The scholarship for the Masterman students is given in the name of Jenne Ayers, daughter of former Philadelphia Fire Commissioner Lloyd Ayers, and a Masterman graduate. Kal Rudman, a graduate of Central High School, offers this scholarship in support of his alma mater. Rudman was named Honorary Fire Commissioner under Ayers, a badge of honor the philanthropist continues to proudly wear.
From Aug. 10 to Aug. 26, these hardworking junior and senior high school students have been observing the workday schedules and activities of Drexel University’s College of Medicine physicians in their Center City outpatient offices, and at Hahnemann University Hospital. The students learn all of the ins and outs of the medical career during intense daylong sessions in the endoscopy unit, operating rooms and other clinical settings.
For most high school students interested in a medical career, they know they have a long four years of undergraduate education, and then face another four years in medical school. The annual “Mini-Med Discovery Days” program gives some of these students an early glimpse into the life and career of physicians.
Joshua Abraham, a senior at Julia R. Masterman High School, credits this early introduction to the medical career as one of the reasons he applied for the program."
"The life of a doctor has always intrigued me, and my desire to become one only fueled this discovery,” said Abraham. “The program will finally allow me to satisfy my thirst and teach me the fundamental steps to becoming a doctor."
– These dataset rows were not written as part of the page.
use config::{Config, ConfigError, Environment, File};
use serde::Deserialize;
use std::path::Path;

use crate::engine::performance::StrategyPerformance;

/// Main configuration structure
#[derive(Debug, Clone, Deserialize)]
pub struct AppConfig {
    pub database: DatabaseConfig,
    #[serde(default)]
    pub detection: DetectionConfig,
    #[serde(default)]
    pub scoring: ScoringConfig,
    #[serde(default)]
    pub resolution: ResolutionConfig,
    #[serde(default)]
    pub strategies: StrategiesConfig,
    /// Static strategy history, used when the database holds none
    #[serde(default)]
    pub performance: Vec<StrategyPerformance>,
    #[serde(default)]
    pub logging: LoggingConfig,
}

#[derive(Debug, Clone, Deserialize)]
pub struct DatabaseConfig {
    /// PostgreSQL connection URL
    pub url: String,
    /// Maximum connections in pool
    #[serde(default = "default_max_connections")]
    pub max_connections: u32,
    /// Schema holding the split tables
    #[serde(default = "default_schema")]
    pub schema: String,
}

fn default_max_connections() -> u32 {
    5
}

fn default_schema() -> String {
    "splits".to_string()
}

impl Default for DatabaseConfig {
    fn default() -> Self {
        Self {
            url: "postgres://localhost/sharpline".to_string(),
            max_connections: default_max_connections(),
            schema: default_schema(),
        }
    }
}

#[derive(Debug, Clone, Deserialize)]
pub struct DetectionConfig {
    /// Deadline for one detection run in milliseconds (none = wait for every processor)
    #[serde(default = "default_deadline_ms")]
    pub deadline_ms: Option<u64>,
    /// Warm the repository cache with one batched fetch before fanning out
    #[serde(default = "default_true")]
    pub prefetch: bool,
}
impl Orchestrator {
    /// Build an orchestrator over an explicit processor list
    ///
    /// The list must be non-empty and processor names unique.
    pub fn new(
        repository: Arc<SignalRepository>,
        processors: Vec<Arc<dyn StrategyProcessor>>,
        config: DetectionConfig,
    ) -> Result<Self, DetectionError> {
        if processors.is_empty() {
            return Err(DetectionError::EmptyRegistry);
        }
        let mut names = HashSet::new();
        for processor in &processors {
            if !names.insert(processor.name().to_string()) {
                return Err(DetectionError::DuplicateProcessor(processor.name().to_string()));
            }
        }

        Ok(Self {
            repository,
            processors,
            config,
        })
    }

    pub fn repository(&self) -> &Arc<SignalRepository> {
        &self.repository
    }

    pub fn processor_names(&self) -> Vec<&str> {
        self.processors.iter().map(|p| p.name()).collect()
    }

    /// Run all processors using the configured deadline
    pub async fn detect(&self, window: &TimeWindow) -> Result<Detection, DetectionError> {
        let deadline = self
            .config
            .deadline_ms
            .map(|ms| Instant::now() + Duration::from_millis(ms));
        self.detect_until(window, deadline, CancellationToken::new())
            .await
    }

    /// Run all processors until they finish, `deadline` passes, or `cancel` fires
    ///
    /// Processors still running at the deadline are abandoned and reported as
    /// timed out; results that already arrived are kept. If nothing completed
    /// before the deadline the run fails with `DeadlineExceeded`.
    pub async fn detect_until(
        &self,
        window: &TimeWindow,
        deadline: Option<Instant>,
        cancel: CancellationToken,
    ) -> Result<Detection, DetectionError> {
        let run_id = Uuid::new_v4();
        let span = info_span!("detection", %run_id, %window);
        self.run(run_id, *window, deadline, cancel)
            .instrument(span)
            .await
    }

    async fn run(
        &self,
        run_id: Uuid,
        window: TimeWindow,
        deadline: Option<Instant>,
        cancel: CancellationToken,
    ) -> Result<Detection, DetectionError> {
        let started = Instant::now();
        info!(processors = self.processors.len(), "starting detection");

        if self.config.prefetch {
            tokio::select! {
                _ = cancel.cancelled() => {}
                _ = sleep_until(deadline) => warn!("prefetch did not finish before the deadline"),
                _ = self.prefetch(&window) => {}
            }
        }

        // Child token: cancelling it reaches every task without touching the caller's token
        let tasks_token = cancel.child_token();
        let mut tasks: JoinSet<TaskOutput> = JoinSet::new();
        let mut pending: HashMap<String, StrategyCategory> = HashMap::new();

        for processor in &self.processors {
            pending.insert(processor.name().to_string(), processor.category());
            let repository = Arc::clone(&self.repository);
            let processor = Arc::clone(processor);
            let token = tasks_token.clone();
            tasks.spawn(
                async move {
                    let name = processor.name().to_string();
                    let category = processor.category();
                    let run =
                        AssertUnwindSafe(run_processor(&repository, processor.as_ref(), window))
                            .catch_unwind();
                    let result = tokio::select! {
                        _ = token.cancelled() => Err(ProcessorError::Cancelled),
                        outcome = run => outcome.unwrap_or_else(|panic| {
                            Err(ProcessorError::Panicked(panic_message(panic.as_ref())))
                        }),
                    };
                    (name, category, result)
                }
                .in_current_span(),
            );
        }

        let mut signals: HashMap<GameKey, Vec<Signal>> = HashMap::new();
        let mut completed = Vec::new();
        let mut failures = Vec::new();

        let stop = loop {
            let joined = tokio::select! {
                _ = cancel.cancelled() => break Stop::Cancelled,
                _ = sleep_until(deadline) => break Stop::Deadline,
                joined = tasks.join_next() => joined,
            };

            match joined {
                None => break Stop::Finished,
                Some(Ok((name, category, result))) => {
                    pending.remove(&name);
                    match result {
                        Ok(found) => {
                            debug!(
                                processor = %name,
                                %category,
                                signals = found.len(),
                                "processor finished"
                            );
                            for signal in found {
                                signals.entry(signal.game_key()).or_default().push(signal);
                            }
                            completed.push(name);
                        }
                        Err(err) => {
                            error!(processor = %name, %category, error = %err, "processor failed");
                            failures.push(ProcessorFailure {
                                processor: name,
                                category,
                                error: err,
                            });
                        }
                    }
                }
                // Unattributed join errors leave the processor pending and it is reported below
                Some(Err(join_error)) => {
                    error!(error = %join_error, "processor task did not complete");
                }
            }
        };

        if !matches!(stop, Stop::Finished) {
            tasks_token.cancel();
            tasks.abort_all();
        }
        for (name, category) in pending {
            let err = match stop {
                Stop::Cancelled => ProcessorError::Cancelled,
                Stop::Deadline => ProcessorError::TimedOut,
                Stop::Finished => ProcessorError::Panicked("task aborted".to_string()),
            };
            warn!(processor = %name, %category, error = %err, "abandoning processor");
            failures.push(ProcessorFailure {
                processor: name,
                category,
                error: err,
            });
        }

        completed.sort();
        failures.sort_by(|a, b| a.processor.cmp(&b.processor));
        let elapsed = started.elapsed();

        if matches!(stop, Stop::Deadline) && completed.is_empty() {
            error!(failed = failures.len(), "deadline exceeded before any processor completed");
            return Err(DetectionError::DeadlineExceeded {
                elapsed_ms: elapsed.as_millis() as u64,
                failures,
            });
        }

        let detection = Detection {
            run_id,
            window,
            signals,
            completed,
            failures,
            elapsed,
        };
        info!(
            games = detection.signals.len(),
            signals = detection.signal_count(),
            completed = detection.completed.len(),
            failed = detection.failures.len(),
            elapsed_ms = elapsed.as_millis() as u64,
            "detection finished"
        );
        Ok(detection)
    }

    /// Warm the cache with one batched fetch. Failures are left to the
    /// per-processor fetches, which report them under each processor's name.
    async fn prefetch(&self, window: &TimeWindow) {
        let categories: BTreeSet<StrategyCategory> =
            self.processors.iter().map(|p| p.category()).collect();
        if let Err(err) = self.repository.fetch_batch(&categories, window).await {
            warn!(error = %err, "prefetch failed");
        }
    }
}
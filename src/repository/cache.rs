//! Caching repository in front of the MarketDataStore
//!
//! Entries are keyed by `(category, window.start, window.end)` and live until
//! `clear_cache`. Concurrent misses on one key may both reach the store; the
//! first result inserted wins and both callers see identical data.

use chrono::{DateTime, Utc};
use dashmap::DashMap;
use futures::future::join_all;
use serde::Serialize;
use std::collections::{BTreeMap, BTreeSet, HashMap, HashSet};
use std::sync::atomic::{AtomicU64, Ordering};
use std::sync::Arc;
use tracing::{debug, warn};

use crate::domain::{MarketSplitRecord, SourceTable, StrategyCategory, TimeWindow};
use crate::error::{RepositoryError, StoreError};

use super::store::MarketDataStore;

/// Shared, immutable result of one fetch
pub type RecordBatch = Arc<Vec<MarketSplitRecord>>;

/// Clock used to detect windows no observation can fall into
pub type Clock = Arc<dyn Fn() -> DateTime<Utc> + Send + Sync>;

#[derive(Debug, Clone, Copy, PartialEq, Eq, Hash)]
struct CacheKey {
    category: StrategyCategory,
    start: DateTime<Utc>,
    end: DateTime<Utc>,
}

impl CacheKey {
    fn new(category: StrategyCategory, window: &TimeWindow) -> Self {
        Self {
            category,
            start: window.start,
            end: window.end,
        }
    }
}

/// Cache counters
#[derive(Debug, Clone, Copy, PartialEq, Serialize)]
pub struct CacheStats {
    pub hits: u64,
    pub misses: u64,
    /// Store queries issued
    pub store_calls: u64,
    pub entries: usize,
    pub hit_rate: f64,
}

/// Caches and batches reads from the MarketDataStore
pub struct SignalRepository {
    store: Arc<dyn MarketDataStore>,
    cache: DashMap<CacheKey, RecordBatch>,
    hits: AtomicU64,
    misses: AtomicU64,
    store_calls: AtomicU64,
    clock: Clock,
}

impl SignalRepository {
    pub fn new(store: Arc<dyn MarketDataStore>) -> Self {
        Self::with_clock(store, Arc::new(Utc::now))
    }

    pub fn with_clock(store: Arc<dyn MarketDataStore>, clock: Clock) -> Self {
        Self {
            store,
            cache: DashMap::new(),
            hits: AtomicU64::new(0),
            misses: AtomicU64::new(0),
            store_calls: AtomicU64::new(0),
            clock,
        }
    }

    /// Records for one category within `window`
    pub async fn fetch(
        &self,
        category: StrategyCategory,
        window: &TimeWindow,
    ) -> Result<RecordBatch, RepositoryError> {
        if window.is_future_only((self.clock)()) {
            debug!(%category, %window, "window starts in the future, skipping store");
            return Ok(Arc::new(Vec::new()));
        }

        let key = CacheKey::new(category, window);
        if let Some(entry) = self.cache.get(&key) {
            self.hits.fetch_add(1, Ordering::Relaxed);
            return Ok(entry.value().clone());
        }
        self.misses.fetch_add(1, Ordering::Relaxed);

        let rows = self
            .query_table(category.source_table(), window)
            .await
            .map_err(|e| RepositoryError::new(category, *window, e))?;

        let batch = Arc::new(select_for(category, &rows));
        debug!(%category, %window, records = batch.len(), "fetched from store");
        Ok(self.insert(key, batch))
    }

    /// Records for several categories, one store query per distinct table
    pub async fn fetch_batch(
        &self,
        categories: &BTreeSet<StrategyCategory>,
        window: &TimeWindow,
    ) -> Result<HashMap<StrategyCategory, RecordBatch>, RepositoryError> {
        if window.is_future_only((self.clock)()) {
            debug!(%window, "window starts in the future, skipping store");
            return Ok(categories
                .iter()
                .map(|c| (*c, Arc::new(Vec::new())))
                .collect());
        }

        let mut out = HashMap::with_capacity(categories.len());
        let mut missing: BTreeMap<SourceTable, Vec<StrategyCategory>> = BTreeMap::new();

        for category in categories {
            let key = CacheKey::new(*category, window);
            if let Some(entry) = self.cache.get(&key) {
                self.hits.fetch_add(1, Ordering::Relaxed);
                out.insert(*category, entry.value().clone());
            } else {
                self.misses.fetch_add(1, Ordering::Relaxed);
                missing
                    .entry(category.source_table())
                    .or_default()
                    .push(*category);
            }
        }

        let queries = missing
            .iter()
            .map(|(table, _)| self.query_table(*table, window));
        let results = join_all(queries).await;

        let mut first_error = None;
        for ((table, waiting), result) in missing.into_iter().zip(results) {
            match result {
                Ok(rows) => {
                    for category in waiting {
                        let batch = Arc::new(select_for(category, &rows));
                        out.insert(category, self.insert(CacheKey::new(category, window), batch));
                    }
                }
                Err(e) => {
                    warn!(%table, %window, error = %e, "batched fetch failed");
                    if first_error.is_none() {
                        first_error = Some(RepositoryError::new(waiting[0], *window, e));
                    }
                }
            }
        }

        match first_error {
            Some(err) => Err(err),
            None => Ok(out),
        }
    }

    /// Drop every cached entry. Counters are kept.
    pub fn clear_cache(&self) {
        self.cache.clear();
    }

    pub fn cache_hit_rate(&self) -> f64 {
        let hits = self.hits.load(Ordering::Relaxed);
        let total = hits + self.misses.load(Ordering::Relaxed);
        if total == 0 {
            0.0
        } else {
            hits as f64 / total as f64
        }
    }

    /// Store queries issued so far
    pub fn call_count(&self) -> u64 {
        self.store_calls.load(Ordering::Relaxed)
    }

    pub fn stats(&self) -> CacheStats {
        CacheStats {
            hits: self.hits.load(Ordering::Relaxed),
            misses: self.misses.load(Ordering::Relaxed),
            store_calls: self.call_count(),
            entries: self.cache.len(),
            hit_rate: self.cache_hit_rate(),
        }
    }

    fn insert(&self, key: CacheKey, batch: RecordBatch) -> RecordBatch {
        self.cache.entry(key).or_insert(batch).value().clone()
    }

    async fn query_table(
        &self,
        table: SourceTable,
        window: &TimeWindow,
    ) -> Result<Vec<MarketSplitRecord>, StoreError> {
        self.store_calls.fetch_add(1, Ordering::Relaxed);
        let rows = self.store.query(table, window).await?;
        Ok(sanitize(rows, window))
    }
}

/// Drop unusable rows, deduplicate, and order deterministically
fn sanitize(rows: Vec<MarketSplitRecord>, window: &TimeWindow) -> Vec<MarketSplitRecord> {
    let total = rows.len();
    let mut seen = HashSet::new();
    let mut out: Vec<MarketSplitRecord> = rows
        .into_iter()
        .filter(|r| {
            if !r.percentages_in_range() {
                warn!(
                    game_id = %r.game_id,
                    source = %r.source,
                    bet = r.home_or_over_bet_pct,
                    stake = r.home_or_over_stake_pct,
                    "discarding record with out-of-range percentages"
                );
                return false;
            }
            r.observed_before_start() && window.contains(r.observed_at)
        })
        .filter(|r| {
            seen.insert((
                r.stream_key(),
                r.observed_at,
                r.home_or_over_bet_pct.to_bits(),
                r.home_or_over_stake_pct.to_bits(),
            ))
        })
        .collect();

    out.sort_by(|a, b| {
        a.game_id
            .cmp(&b.game_id)
            .then(a.market_type.cmp(&b.market_type))
            .then(a.source.cmp(&b.source))
            .then(a.book.cmp(&b.book))
            .then(a.observed_at.cmp(&b.observed_at))
    });

    if out.len() < total {
        debug!(kept = out.len(), total, "sanitized store rows");
    }
    out
}

fn select_for(category: StrategyCategory, rows: &[MarketSplitRecord]) -> Vec<MarketSplitRecord> {
    rows.iter().filter(|r| category.accepts(r)).cloned().collect()
}
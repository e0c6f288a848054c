use serde::{Deserialize, Serialize};
use std::fmt;

use super::market::{MarketSplitRecord, MarketType};

/// Physical table/view the store serves
#[derive(Debug, Clone, Copy, PartialEq, Eq, Hash, PartialOrd, Ord, Serialize, Deserialize)]
#[serde(rename_all = "snake_case")]
pub enum SourceTable {
    /// Most recent observation per game/market/source/book
    LatestSplits,
    /// Every observation, for movement-based strategies
    SplitHistory,
}

impl SourceTable {
    pub fn as_str(&self) -> &'static str {
        match self {
            SourceTable::LatestSplits => "latest_splits",
            SourceTable::SplitHistory => "split_history",
        }
    }
}

impl fmt::Display for SourceTable {
    fn fmt(&self, f: &mut fmt::Formatter<'_>) -> fmt::Result {
        write!(f, "{}", self.as_str())
    }
}

/// Data category a strategy processor consumes
#[derive(Debug, Clone, Copy, PartialEq, Eq, Hash, PartialOrd, Ord, Serialize, Deserialize)]
#[serde(rename_all = "snake_case")]
pub enum StrategyCategory {
    SharpAction,
    OpposingMarkets,
    BookConflict,
    SteamMove,
    PublicFade,
    LateFlip,
    Consensus,
    UnderdogValue,
}

impl StrategyCategory {
    pub const ALL: [StrategyCategory; 8] = [
        StrategyCategory::SharpAction,
        StrategyCategory::OpposingMarkets,
        StrategyCategory::BookConflict,
        StrategyCategory::SteamMove,
        StrategyCategory::PublicFade,
        StrategyCategory::LateFlip,
        StrategyCategory::Consensus,
        StrategyCategory::UnderdogValue,
    ];

    pub fn as_str(&self) -> &'static str {
        match self {
            StrategyCategory::SharpAction => "sharp_action",
            StrategyCategory::OpposingMarkets => "opposing_markets",
            StrategyCategory::BookConflict => "book_conflict",
            StrategyCategory::SteamMove => "steam_move",
            StrategyCategory::PublicFade => "public_fade",
            StrategyCategory::LateFlip => "late_flip",
            StrategyCategory::Consensus => "consensus",
            StrategyCategory::UnderdogValue => "underdog_value",
        }
    }

    /// Table backing this category's data
    pub fn source_table(&self) -> SourceTable {
        match self {
            StrategyCategory::SteamMove | StrategyCategory::LateFlip => SourceTable::SplitHistory,
            _ => SourceTable::LatestSplits,
        }
    }

    /// Row filter applied on top of the table query
    pub fn accepts(&self, record: &MarketSplitRecord) -> bool {
        match self {
            StrategyCategory::OpposingMarkets => record.market_type != MarketType::Total,
            StrategyCategory::BookConflict => record.book.is_some(),
            StrategyCategory::UnderdogValue => {
                record.market_type == MarketType::Moneyline && record.line_value.is_some()
            }
            _ => true,
        }
    }
}

impl fmt::Display for StrategyCategory {
    fn fmt(&self, f: &mut fmt::Formatter<'_>) -> fmt::Result {
        write!(f, "{}", self.as_str())
    }
}

#[cfg(test)]
mod tests {
    use super::*;
    use std::collections::BTreeSet;

    #[test]
    fn movement_categories_read_history() {
        let tables: BTreeSet<_> = StrategyCategory::ALL
            .iter()
            .map(|c| c.source_table())
            .collect();
        assert_eq!(tables.len(), 2);
        assert_eq!(
            StrategyCategory::LateFlip.source_table(),
            SourceTable::SplitHistory
        );
        assert_eq!(
            StrategyCategory::PublicFade.source_table(),
            SourceTable::LatestSplits
        );
    }
}
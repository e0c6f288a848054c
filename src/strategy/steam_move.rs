//! Steam move: money moves sharply while ticket counts barely change

use chrono::Duration;

use crate::config::SteamMoveConfig;
use crate::domain::{BetSide, MarketSplitRecord, Signal, StrategyCategory, TimeWindow};
use crate::error::ProcessorError;

use super::traits::{checked_differential, group_by, stream_of, StrategyProcessor};

pub struct SteamMoveProcessor {
    config: SteamMoveConfig,
}

impl SteamMoveProcessor {
    pub fn new(config: SteamMoveConfig) -> Self {
        Self { config }
    }
}

impl StrategyProcessor for SteamMoveProcessor {
    fn name(&self) -> &str {
        "steam_move"
    }

    fn category(&self) -> StrategyCategory {
        StrategyCategory::SteamMove
    }

    fn process(
        &self,
        _window: &TimeWindow,
        records: &[MarketSplitRecord],
    ) -> Result<Vec<Signal>, ProcessorError> {
        let lookback = Duration::minutes(self.config.window_minutes);
        let mut signals = Vec::new();

        for series in group_by(records, stream_of).values() {
            let Some(latest) = series.last() else {
                continue;
            };
            let since = latest.observed_at - lookback;
            let Some(baseline) = series
                .iter()
                .find(|r| r.observed_at >= since && r.observed_at < latest.observed_at)
            else {
                continue;
            };

            let stake_move = latest.home_or_over_stake_pct - baseline.home_or_over_stake_pct;
            let bet_move = latest.home_or_over_bet_pct - baseline.home_or_over_bet_pct;
            if !(stake_move.is_finite() && bet_move.is_finite()) {
                return Err(ProcessorError::Arithmetic(format!(
                    "non-finite movement for game {}",
                    latest.game_id
                )));
            }

            if stake_move.abs() < self.config.min_stake_move
                || bet_move.abs() * 2.0 >= stake_move.abs()
            {
                continue;
            }

            // The move triggers; the current split has to lean the same way
            let differential = checked_differential(latest)?;
            if differential == 0.0 || differential.signum() != stake_move.signum() {
                continue;
            }
            if let Some(side) = BetSide::from_differential(latest.market_type, differential) {
                signals.push(Signal::from_record(latest, self.name(), differential, side));
            }
        }
        Ok(signals)
    }
}
use async_trait::async_trait;
use chrono::{DateTime, Utc};
use sqlx::postgres::{PgPool, PgPoolOptions};
use sqlx::FromRow;
use tracing::{debug, info, instrument, warn};

use crate::domain::{MarketSplitRecord, MarketType, SourceTable, TimeWindow};
use crate::engine::performance::{PerformanceTable, StrategyPerformance};
use crate::error::{Result, StoreError};
use crate::repository::MarketDataStore;

/// Internal row type for sqlx query_as
#[derive(Debug, FromRow)]
struct SplitRow {
    game_id: String,
    home_team: String,
    away_team: String,
    game_time: DateTime<Utc>,
    market_type: String,
    line_value: Option<f64>,
    source: String,
    book: Option<String>,
    home_or_over_bet_pct: f64,
    home_or_over_stake_pct: f64,
    observed_at: DateTime<Utc>,
}

impl TryFrom<SplitRow> for MarketSplitRecord {
    type Error = StoreError;

    fn try_from(row: SplitRow) -> std::result::Result<Self, Self::Error> {
        let market_type: MarketType = row.market_type.parse().map_err(|_| {
            StoreError::Malformed(format!(
                "game {} has unknown market type {:?}",
                row.game_id, row.market_type
            ))
        })?;
        Ok(MarketSplitRecord {
            game_id: row.game_id,
            home_team: row.home_team,
            away_team: row.away_team,
            game_time: row.game_time,
            market_type,
            line_value: row.line_value,
            source: row.source,
            book: row.book,
            home_or_over_bet_pct: row.home_or_over_bet_pct,
            home_or_over_stake_pct: row.home_or_over_stake_pct,
            observed_at: row.observed_at,
        })
    }
}

#[derive(Debug, FromRow)]
struct PerformanceRow {
    strategy_name: String,
    win_rate: f64,
    roi: f64,
    sample_size: i32,
}

/// PostgreSQL market data store
#[derive(Clone)]
pub struct PostgresMarketStore {
    pool: PgPool,
    schema: String,
}

impl PostgresMarketStore {
    /// Connect to PostgreSQL
    pub async fn new(database_url: &str, max_connections: u32, schema: &str) -> Result<Self> {
        let pool = PgPoolOptions::new()
            .max_connections(max_connections)
            .connect(database_url)
            .await?;

        info!("Connected to PostgreSQL");
        Ok(Self::from_pool(pool, schema))
    }

    /// Create a store from an existing connection pool
    pub fn from_pool(pool: PgPool, schema: &str) -> Self {
        Self {
            pool,
            schema: schema.to_string(),
        }
    }

    /// Get the connection pool
    pub fn pool(&self) -> &PgPool {
        &self.pool
    }

    fn history_table(&self) -> String {
        format!("{}.market_split_history", self.schema)
    }

    fn sql_for(&self, table: SourceTable) -> String {
        const COLUMNS: &str = "game_id, home_team, away_team, game_time, market_type, line_value, \
             source, book, home_or_over_bet_pct, home_or_over_stake_pct, observed_at";
        match table {
            SourceTable::SplitHistory => format!(
                "SELECT {COLUMNS} FROM {} \
                 WHERE observed_at BETWEEN $1 AND $2 AND observed_at < game_time \
                 ORDER BY game_id, market_type, source, book, observed_at",
                self.history_table()
            ),
            SourceTable::LatestSplits => format!(
                "SELECT DISTINCT ON (game_id, market_type, source, book) {COLUMNS} FROM {} \
                 WHERE observed_at BETWEEN $1 AND $2 AND observed_at < game_time \
                 ORDER BY game_id, market_type, source, book, observed_at DESC",
                self.history_table()
            ),
        }
    }

    /// Load trailing strategy results written by the backtesting job
    pub async fn load_performance(&self) -> Result<PerformanceTable> {
        let rows = sqlx::query_as::<_, PerformanceRow>(&format!(
            "SELECT strategy_name, win_rate, roi, sample_size FROM {}.strategy_performance",
            self.schema
        ))
        .fetch_all(&self.pool)
        .await?;

        let table = PerformanceTable::from_entries(rows.into_iter().map(|row| {
            StrategyPerformance {
                strategy_name: row.strategy_name,
                win_rate: row.win_rate,
                roi: row.roi,
                sample_size: row.sample_size.max(0) as u32,
            }
        }));
        info!("Loaded performance history for {} strategies", table.len());
        Ok(table)
    }
}

#[async_trait]
impl MarketDataStore for PostgresMarketStore {
    #[instrument(skip_all, fields(table = %table, window = %window))]
    async fn query(
        &self,
        table: SourceTable,
        window: &TimeWindow,
    ) -> std::result::Result<Vec<MarketSplitRecord>, StoreError> {
        let rows = sqlx::query_as::<_, SplitRow>(&self.sql_for(table))
            .bind(window.start)
            .bind(window.end)
            .fetch_all(&self.pool)
            .await?;

        let total = rows.len();
        let mut records = Vec::with_capacity(total);
        for row in rows {
            match MarketSplitRecord::try_from(row) {
                Ok(record) => records.push(record),
                Err(e) => warn!("Skipping row: {}", e),
            }
        }

        debug!("Fetched {}/{} rows from {}", records.len(), total, table);
        Ok(records)
    }
}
First introduced to the program from a guidance counselor at his high school, Abraham wanted to have a better understanding of the vast medical field, as well as relevant experience on his resume, when applying to colleges.
Abraham and the other students spent their first week in the program shadowing doctors involved in ambulatory care, working with outpatients coming in for checkups for oncology and orthopedic services. The next week, the students got a glimpse of the life and work of a surgeon in operating rooms, witnessing a hip replacement, open-heart surgery and an amputation, among other procedures.
“Some of the doctors would explain what was happening to us or walk us through the process,” Abraham said. “It was exhilarating!”
Because of the program, Abraham has developed a closer interest in the field of anesthesiology, which he had never looked into as a possible career path.
“I didn’t really know or think about how much it can really do to help a patient,” he said.
Another important lesson Abraham learned was how much of an impact a doctor can have on a patient’s life.
“Doctors aren’t just there to help a patient’s body. They can help with the mind and the heart too,” he said.
Because of everything he learned and experienced in the program, Abraham still plans on embarking on a medical school path and is planning to apply to several local universities, including Drexel, this fall.
Over 52 students have participated in this program since 2008, with many continuing their journey to become a physician — much like Abraham plans to do. This year marks the seventh time Drexel has hosted “Mini-Med Discovery Days” through funding from the Kal & Lucille Rudman Foundation. The Rudmans believe strongly in the importance of education and of having various opportunities available to all.